Task details:
Without skipping anything, transcribe the listing that follows.

Entries provided:

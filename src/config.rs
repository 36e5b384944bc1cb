//! `km.toml`: what to generate and how.
//!
//! ```toml
//! [settings]
//! style = "value"            # pointer | value | standalone
//! module = "github.com/acme/app"
//! path_from_module = "internal"
//!
//! [[mappings]]
//! plugins = ["ToMap"]
//! [mappings.source]
//! name = "Row"
//! path = "db/row.go"
//! [[mappings.destination]]
//! name = "User"
//! path = "user/user.go"
//! ignore = ["Password"]
//! map = { Email = "Mail" }
//! ```
//!
//! Shape errors (unknown style or plugin, wrong value types) surface from deserialization;
//! [`Config::validate`] checks what serde cannot. Both are fatal before any work starts.

use std::collections::BTreeMap;
use std::fs;
use std::path::{Path, PathBuf};

use schemars::JsonSchema;
use serde::{Deserialize, Serialize};
use thiserror::Error;

use crate::conversions::ConversionTable;
use crate::emit::{FileHeader, Plugin, Style};
use crate::generator::GeneratorSettings;
use crate::qualify::ModulePath;

#[derive(Debug, Error)]
pub enum ConfigError {
    #[error("cannot read config '{}': {source}", path.display())]
    Io {
        path: PathBuf,
        #[source]
        source: std::io::Error,
    },
    #[error("invalid config: {0}")]
    Parse(#[from] toml::de::Error),
    #[error("settings.module is required")]
    MissingModule,
    #[error("mapping #{index} (source '{source_name}') has neither destinations nor plugins")]
    EmptyMapping { index: usize, source_name: String },
    #[error("settings.convertible names an unknown basic type '{0}'")]
    UnknownConvertible(String),
}

/// Root of `km.toml`.
#[derive(Debug, Clone, Default, PartialEq, Serialize, Deserialize, JsonSchema)]
pub struct Config {
    #[serde(default)]
    pub settings: Settings,
    #[serde(default)]
    pub mappings: Vec<Mapping>,
}

/// Global generation settings.
#[derive(Debug, Clone, Default, PartialEq, Serialize, Deserialize, JsonSchema)]
pub struct Settings {
    /// Calling convention of generated functions; empty means `value`.
    #[serde(default)]
    pub style: Style,
    /// Go module path used to build cross-package imports.
    #[serde(default)]
    pub module: String,
    /// Directory of the configured paths relative to the module root.
    #[serde(default)]
    pub path_from_module: String,
    /// Basic kinds that convert into each other. Defaults to `int, int32, int64, float64, string`.
    #[serde(default, skip_serializing_if = "Option::is_none")]
    pub convertible: Option<Vec<String>>,
}

/// One source type and everything generated from it.
#[derive(Debug, Clone, PartialEq, Serialize, Deserialize, JsonSchema)]
pub struct Mapping {
    #[serde(default)]
    pub settings: MappingSettings,
    pub source: Endpoint,
    #[serde(default)]
    pub destination: Vec<DestinationSpec>,
    #[serde(default)]
    pub plugins: Vec<Plugin>,
}

#[derive(Debug, Clone, Default, PartialEq, Serialize, Deserialize, JsonSchema)]
pub struct MappingSettings {
    /// Accepted for compatibility; generation always rewrites the artifact.
    #[serde(default, rename = "override")]
    pub override_existing: bool,
}

/// A named type in a file, path relative to the config directory.
#[derive(Debug, Clone, PartialEq, Eq, Hash, Serialize, Deserialize, JsonSchema)]
pub struct Endpoint {
    pub name: String,
    pub path: String,
}

#[derive(Debug, Clone, PartialEq, Serialize, Deserialize, JsonSchema)]
pub struct DestinationSpec {
    pub name: String,
    pub path: String,
    /// Destination fields (names or dotted paths) never assigned.
    #[serde(default)]
    pub ignore: Vec<String>,
    /// Destination field → source field.
    #[serde(default)]
    pub map: BTreeMap<String, String>,
}

impl DestinationSpec {
    pub fn endpoint(&self) -> Endpoint {
        Endpoint {
            name: self.name.clone(),
            path: self.path.clone(),
        }
    }
}

impl Config {
    /// Read and validate a config file.
    pub fn load(path: &Path) -> Result<Self, ConfigError> {
        let text = fs::read_to_string(path).map_err(|source| ConfigError::Io {
            path: path.to_path_buf(),
            source,
        })?;
        let config = Self::from_toml_str(&text)?;
        config.validate()?;
        Ok(config)
    }

    pub fn from_toml_str(text: &str) -> Result<Self, ConfigError> {
        Ok(toml::from_str(text)?)
    }

    pub fn validate(&self) -> Result<(), ConfigError> {
        if self.settings.module.trim().is_empty() {
            return Err(ConfigError::MissingModule);
        }
        for (index, mapping) in self.mappings.iter().enumerate() {
            if mapping.destination.is_empty() && mapping.plugins.is_empty() {
                return Err(ConfigError::EmptyMapping {
                    index,
                    source_name: mapping.source.name.clone(),
                });
            }
        }
        self.conversion_table().map(|_| ())
    }

    pub fn conversion_table(&self) -> Result<ConversionTable, ConfigError> {
        match &self.settings.convertible {
            None => Ok(ConversionTable::default()),
            Some(names) => ConversionTable::from_names(names).map_err(ConfigError::UnknownConvertible),
        }
    }

    /// Settings handed to every worker; `header` is `None` for byte-stable output.
    pub fn generator_settings(&self, header: Option<FileHeader>) -> Result<GeneratorSettings, ConfigError> {
        Ok(GeneratorSettings {
            style: self.settings.style,
            module: ModulePath::new(&self.settings.module, &self.settings.path_from_module),
            conversions: self.conversion_table()?,
            header,
        })
    }
}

Response to this task:
filename src/config.rs
repository 36e5b384944bc1cb
//! `km.toml`: what to generate and how.
//!
//! ```toml
//! [settings]
//! style = "value"            # pointer | value | standalone
//! module = "github.com/acme/app"
//! path_from_module = "internal"
//!
//! [[mappings]]
//! plugins = ["ToMap"]
//! [mappings.source]
//! name = "Row"
//! path = "db/row.go"
//! [[mappings.destination]]
//! name = "User"
//! path = "user/user.go"
//! ignore = ["Password"]
//! map = { Email = "Mail" }
//! ```
//!
//! Shape errors (unknown style or plugin, wrong value types) surface from deserialization;
//! [`Config::validate`] checks what serde cannot. Both are fatal before any work starts.

use std::collections::BTreeMap;
use std::fs;
use std::path::{Path, PathBuf};

use schemars::JsonSchema;
use serde::{Deserialize, Serialize};
use thiserror::Error;

use crate::conversions::ConversionTable;
use crate::emit::{FileHeader, Plugin, Style};
use crate::generator::GeneratorSettings;
use crate::qualify::ModulePath;

#[derive(Debug, Error)]
pub enum ConfigError {
    #[error("cannot read config '{}': {source}", path.display())]
    Io {
        path: PathBuf,
        #[source]
        source: std::io::Error,
    },
    #[error("invalid config: {0}")]
    Parse(#[from] toml::de::Error),
    #[error("settings.module is required")]
    MissingModule,
    #[error("mapping #{index} (source '{source_name}') has neither destinations nor plugins")]
    EmptyMapping { index: usize, source_name: String },
    #[error("settings.convertible names an unknown basic type '{0}'")]
    UnknownConvertible(String),
}

/// Root of `km.toml`.
#[derive(Debug, Clone, Default, PartialEq, Serialize, Deserialize, JsonSchema)]
pub struct Config {
    #[serde(default)]
    pub settings: Settings,
    #[serde(default)]
    pub mappings: Vec<Mapping>,
}

/// Global generation settings.
#[derive(Debug, Clone, Default, PartialEq, Serialize, Deserialize, JsonSchema)]
pub struct Settings {
    /// Calling convention of generated functions; empty means `value`.
    #[serde(default)]
    pub style: Style,
    /// Go module path used to build cross-package imports.
    #[serde(default)]
    pub module: String,
    /// Directory of the configured paths relative to the module root.
    #[serde(default)]
    pub path_from_module: String,
    /// Basic kinds that convert into each other. Defaults to `int, int32, int64, float64, string`.
    #[serde(default, skip_serializing_if = "Option::is_none")]
    pub convertible: Option<Vec<String>>,
}

/// One source type and everything generated from it.
#[derive(Debug, Clone, PartialEq, Serialize, Deserialize, JsonSchema)]
pub struct Mapping {
    #[serde(default)]
    pub settings: MappingSettings,
    pub source: Endpoint,
    #[serde(default)]
    pub destination: Vec<DestinationSpec>,
    #[serde(default)]
    pub plugins: Vec<Plugin>,
}

#[derive(Debug, Clone, Default, PartialEq, Serialize, Deserialize, JsonSchema)]
pub struct MappingSettings {
    /// Accepted for compatibility; generation always rewrites the artifact.
    #[serde(default, rename = "override")]
    pub override_existing: bool,
}

/// A named type in a file, path relative to the config directory.
#[derive(Debug, Clone, PartialEq, Eq, Hash, Serialize, Deserialize, JsonSchema)]
pub struct Endpoint {
    pub name: String,
    pub path: String,
}

#[derive(Debug, Clone, PartialEq, Serialize, Deserialize, JsonSchema)]
pub struct DestinationSpec {
    pub name: String,
    pub path: String,
    /// Destination fields (names or dotted paths) never assigned.
    #[serde(default)]
    pub ignore: Vec<String>,
    /// Destination field → source field.
    #[serde(default)]
    pub map: BTreeMap<String, String>,
}

impl DestinationSpec {
    pub fn endpoint(&self) -> Endpoint {
        Endpoint {
            name: self.name.clone(),
            path: self.path.clone(),
        }
    }
}

impl Config {
    /// Read and validate a config file.
    pub fn load(path: &Path) -> Result<Self, ConfigError> {
        let text = fs::read_to_string(path).map_err(|source| ConfigError::Io {
            path: path.to_path_buf(),
            source,
        })?;
        let config = Self::from_toml_str(&text)?;
        config.validate()?;
        Ok(config)
    }

    pub fn from_toml_str(text: &str) -> Result<Self, ConfigError> {
        Ok(toml::from_str(text)?)
    }

    pub fn validate(&self) -> Result<(), ConfigError> {
        if self.settings.module.trim().is_empty() {
            return Err(ConfigError::MissingModule);
        }
        for (index, mapping) in self.mappings.iter().enumerate() {
            if mapping.destination.is_empty() && mapping.plugins.is_empty() {
                return Err(ConfigError::EmptyMapping {
                    index,
                    source_name: mapping.source.name.clone(),
                });
            }
        }
        self.conversion_table().map(|_| ())
    }

    pub fn conversion_table(&self) -> Result<ConversionTable, ConfigError> {
        match &self.settings.convertible {
            None => Ok(ConversionTable::default()),
            Some(names) => ConversionTable::from_names(names).map_err(ConfigError::UnknownConvertible),
        }
    }

    /// Settings handed to every worker; `header` is `None` for byte-stable output.
    pub fn generator_settings(&self, header: Option<FileHeader>) -> Result<GeneratorSettings, ConfigError> {
        Ok(GeneratorSettings {
            style: self.settings.style,
            module: ModulePath::new(&self.settings.module, &self.settings.path_from_module),
            conversions: self.conversion_table()?,
            header,
        })
    }
}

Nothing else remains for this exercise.